So, I own three pieces of cast-iron cook ware. The all came from Lodge as new. I was never that impressed with any of them. This weekend I tried to cook cornbread in my 2 quart dutch oven. It rusted while it was cooking and substantively reduced the quality of the cornbread. This got me to get around to doing what I'd been intending to do for ages. I stripped down the finish that was on it as much as I felt compelled to do. (So not 100% stripped.) Then I started re-seasoning the pan. My procedure was a little more accelerated than the suggested procedure from my reference for the process: A Science Based Technique for Seasoning Cast-iron
My stripping process was basically to use Bar Keepers Friend: Pots & Pans with a stainless steel scrubber. This pulled off a lot of gunk. I repeated my attempts a couple of times until I got tired of this. I also decided to get filtered flax oil rather than unfilteredfiguring random solids were not actually the best thing for trying to bake on a polymer finish. (The oil was still cold pressed and unrefined.)

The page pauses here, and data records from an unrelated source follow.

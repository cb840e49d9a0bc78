// Copyright (c) 2019 Andreas Auernhammer. All rights reserved.
// Use of this source code is governed by a license that can be
// found in the LICENSE file.

//! AEAD algorithms backed by the pure-Rust
//! [`chacha20poly1305`](https://docs.rs/chacha20poly1305) crate.
//!
//! The XChaCha20-Poly1305 variant uses a 24 byte nonce, which leaves a
//! 20 byte random prefix after the stream construction takes its four
//! counter bytes.

use crate::aead::Algorithm;
use crate::error::{Invalid, NotAuthentic};
use chacha20poly1305::aead::{AeadInPlace, KeyInit};
use chacha20poly1305::{ChaCha20Poly1305, Key, Nonce, Tag, XChaCha20Poly1305, XNonce};

#[allow(non_camel_case_types)]
pub struct CHACHA20_POLY1305 {
    cipher: ChaCha20Poly1305,
}

impl Algorithm for CHACHA20_POLY1305 {
    const KEY_LEN: usize = 256 / 8;
    const NONCE_LEN: usize = 96 / 8;
    const TAG_LEN: usize = 128 / 8;

    fn new(key: &[u8]) -> Result<Self, Invalid> {
        if key.len() != Self::KEY_LEN {
            return Err(Invalid::Key);
        }
        Ok(Self {
            cipher: ChaCha20Poly1305::new(Key::from_slice(key)),
        })
    }

    fn seal_in_place<'a>(
        &self,
        nonce: &[u8],
        aad: &[u8],
        in_out: &'a mut [u8],
    ) -> Result<&'a [u8], Invalid> {
        if nonce.len() != Self::NONCE_LEN {
            return Err(Invalid::Nonce);
        }
        let tag_at = in_out.len() - Self::TAG_LEN;
        let tag = self
            .cipher
            .encrypt_in_place_detached(Nonce::from_slice(nonce), aad, &mut in_out[..tag_at])
            .map_err(|_| Invalid::BufSize)?;
        in_out[tag_at..].copy_from_slice(tag.as_slice());
        Ok(in_out)
    }

    fn open_in_place<'a>(
        &self,
        nonce: &[u8],
        aad: &[u8],
        in_out: &'a mut [u8],
    ) -> Result<&'a [u8], NotAuthentic> {
        if nonce.len() != Self::NONCE_LEN || in_out.len() < Self::TAG_LEN {
            return Err(NotAuthentic);
        }
        let tag_at = in_out.len() - Self::TAG_LEN;
        let (msg, tag) = in_out.split_at_mut(tag_at);
        self.cipher
            .decrypt_in_place_detached(Nonce::from_slice(nonce), aad, msg, Tag::from_slice(tag))
            .map_err(|_| NotAuthentic)?;
        Ok(&in_out[..tag_at])
    }
}

#[allow(non_camel_case_types)]
pub struct XCHACHA20_POLY1305 {
    cipher: XChaCha20Poly1305,
}

impl Algorithm for XCHACHA20_POLY1305 {
    const KEY_LEN: usize = 256 / 8;
    const NONCE_LEN: usize = 192 / 8;
    const TAG_LEN: usize = 128 / 8;

    fn new(key: &[u8]) -> Result<Self, Invalid> {
        if key.len() != Self::KEY_LEN {
            return Err(Invalid::Key);
        }
        Ok(Self {
            cipher: XChaCha20Poly1305::new(Key::from_slice(key)),
        })
    }

    fn seal_in_place<'a>(
        &self,
        nonce: &[u8],
        aad: &[u8],
        in_out: &'a mut [u8],
    ) -> Result<&'a [u8], Invalid> {
        if nonce.len() != Self::NONCE_LEN {
            return Err(Invalid::Nonce);
        }
        let tag_at = in_out.len() - Self::TAG_LEN;
        let tag = self
            .cipher
            .encrypt_in_place_detached(XNonce::from_slice(nonce), aad, &mut in_out[..tag_at])
            .map_err(|_| Invalid::BufSize)?;
        in_out[tag_at..].copy_from_slice(tag.as_slice());
        Ok(in_out)
    }

    fn open_in_place<'a>(
        &self,
        nonce: &[u8],
        aad: &[u8],
        in_out: &'a mut [u8],
    ) -> Result<&'a [u8], NotAuthentic> {
        if nonce.len() != Self::NONCE_LEN || in_out.len() < Self::TAG_LEN {
            return Err(NotAuthentic);
        }
        let tag_at = in_out.len() - Self::TAG_LEN;
        let (msg, tag) = in_out.split_at_mut(tag_at);
        self.cipher
            .decrypt_in_place_detached(XNonce::from_slice(nonce), aad, msg, Tag::from_slice(tag))
            .map_err(|_| NotAuthentic)?;
        Ok(&in_out[..tag_at])
    }
}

After cleaning and drying the cast-iron my procedure for seasoning was:
- Pour a small amount of the oil on the cook surface (no more than a quarter) rub it around with a towel until everything has a sheen of oil but nothing has visible buildup.
- Place in oven, set the oven temperature as high as it can go. (In my case 550)
- Then using a nifty birthday gift of an infrared thermometer occasionally check temperature of the cast-iron until it is 550 and you can no longer see any sheen of oil (looks matte black).
- Turn oven off and crack the door.
- Wait until cast iron is back down under 200 by checking with the thermometer
-- Goto step 1
With four coats I baked the same cornbread. This is a recipe that used to stick and be kinda hard to clean. This time I could rub off all of the remnants with my finger. Not even using my fingernail. I'm so excited to try this on my cast iron frying pan. Though not looking forward to stripping the frying pan.